Core inflation — non-food, non-fuel component — continued to remain above 6 per cent mark for the fourth consecutive month, prompting expectations of another rate hike of 25 basis points by the RBI in its upcoming policy review in April. Also, even as rural inflation inched lower to 6.72 per cent in February from 6.85 per cent a month ago, it continued to remain above urban inflation, which rose to 6.10 per cent from 6 per cent.

Experts said an inflation print above 6 per cent level for the second straight month indicates a lag in the impact of monetary policy, under which the RBI has increased the repo rate by a cumulative 250 basis points to 6.50 per cent since May last year. They, however, said the headline inflation print is expected to ease March onwards due to a significant base effect.

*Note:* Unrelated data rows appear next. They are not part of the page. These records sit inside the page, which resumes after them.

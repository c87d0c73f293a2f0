//! Upload events and media classification.
//!
//! The transfer server emits exactly one `TransferEvent` per STOR. Only the
//! `Completed` variant is ever routed to a pipeline.

use std::path::{Path, PathBuf};

use serde::{Deserialize, Serialize};

/// Image extensions, matched case-insensitively
pub const IMAGE_EXTENSIONS: [&str; 4] = ["jpg", "jpeg", "png", "webp"];

/// Voice note suffix, matched case-sensitively
pub const VOICE_SUFFIX: &str = ".WAV";

/// What kind of media an upload is
#[derive(Debug, Clone, Copy, PartialEq, Eq, Serialize, Deserialize)]
#[serde(rename_all = "snake_case")]
pub enum MediaKind {
    /// A photo; triggers a site rebuild
    Image,

    /// A voice note; transcribed and handed to the photo agent
    Voice,
}

impl MediaKind {
    /// Classify a path by its file name. `None` means no pipeline applies.
    pub fn classify(path: &Path) -> Option<Self> {
        let name = path.file_name()?.to_str()?;

        if name.ends_with(VOICE_SUFFIX) {
            return Some(Self::Voice);
        }

        let ext = Path::new(name).extension()?.to_str()?;
        IMAGE_EXTENSIONS
            .iter()
            .any(|e| e.eq_ignore_ascii_case(ext))
            .then_some(Self::Image)
    }
}

/// A file whose transfer finished and was acknowledged to the client
#[derive(Debug, Clone, PartialEq, Eq)]
pub struct UploadCompleted {
    pub path: PathBuf,
}

impl UploadCompleted {
    pub fn new(path: impl Into<PathBuf>) -> Self {
        Self { path: path.into() }
    }
}

/// A transfer that was aborted or interrupted
#[derive(Debug, Clone, PartialEq, Eq)]
pub struct UploadIncomplete {
    pub path: PathBuf,

    /// Bytes written before the transfer stopped
    pub bytes: u64,

    /// Why the transfer stopped
    pub reason: String,
}

/// Signal emitted by the transfer server at the end of every upload
#[derive(Debug, Clone, PartialEq, Eq)]
pub enum TransferEvent {
    Completed(UploadCompleted),
    Incomplete(UploadIncomplete),
}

Retail inflation based on the Combined Price Index (Combined) had risen to a three-month high of 6.52 per cent in January this year. It stood at 6.07 per cent in February 2022, then rose to 6.95 per cent in March 2022 and further to 7.79 per cent in April 2022.

Among the sub-groups, while vegetables continued to remain in deflationary mode for the fourth consecutive month at (-)11.61 per cent in February, cereals inflation increased to 16.73 per cent in February, the sixth consecutive month of double-digit inflation. Inflation rate for milk and products increased to 9.65 per cent in February from 8.79 per cent a month ago, while that for fruits rose to 6.38 per cent from 2.93 per cent a month ago.


Rate hike looming

The marginally lower retail inflation does not give much comfort to the RBI and policy makers, particularly because core (non-food, non-fuel) inflation continues to be sticky, remaining at over 6 per cent for the fourth month. This may prompt another 25 basis points repo rate hike in April.

Inflation rate for meat and fish eased to 3.39 per cent in February from 6.04 per cent a month ago, while that for egg eased to 4.32 per cent from 8.78 per cent. Clothing and footwear inflation eased to 8.79 per cent in February from 9.08 per cent a month ago, while fuel and light inflation rate moderated to 9.9 per cent from 10.84 per cent.

“Second consecutive month of more than 6% inflation makes the monetary authority’s job difficult. Impact of monetary policy is felt with a lag and monetary tightening of FY23 would push the inflation rate down. However, the stickiness of core inflation is turning out to be a major problem for the monetary policy committee… price trends and indicators available at present are making the monetary policy committee’s job difficult. However, India Ratings believes the odds are more in favour of another 25 bps repo rate hike in April 2023 monetary policy. India Ratings expect March 2023 retail inflation to be 5.7% leading to 4QFY23 retail inflation to be higher than 6%, five consecutive quarters of more than 6% inflation,” Sunil Kumar Sinha, Principal Economist, India Ratings said.


Though the government’s measures to cool off wheat inflation through open market sales in February and reduction in reserve price is likely to show an impact on inflation with a lag, sticky core inflation and onset of summer may push up perishable products prices higher, experts said. Also, higher prices of milk and prepared meals are a cause of concern.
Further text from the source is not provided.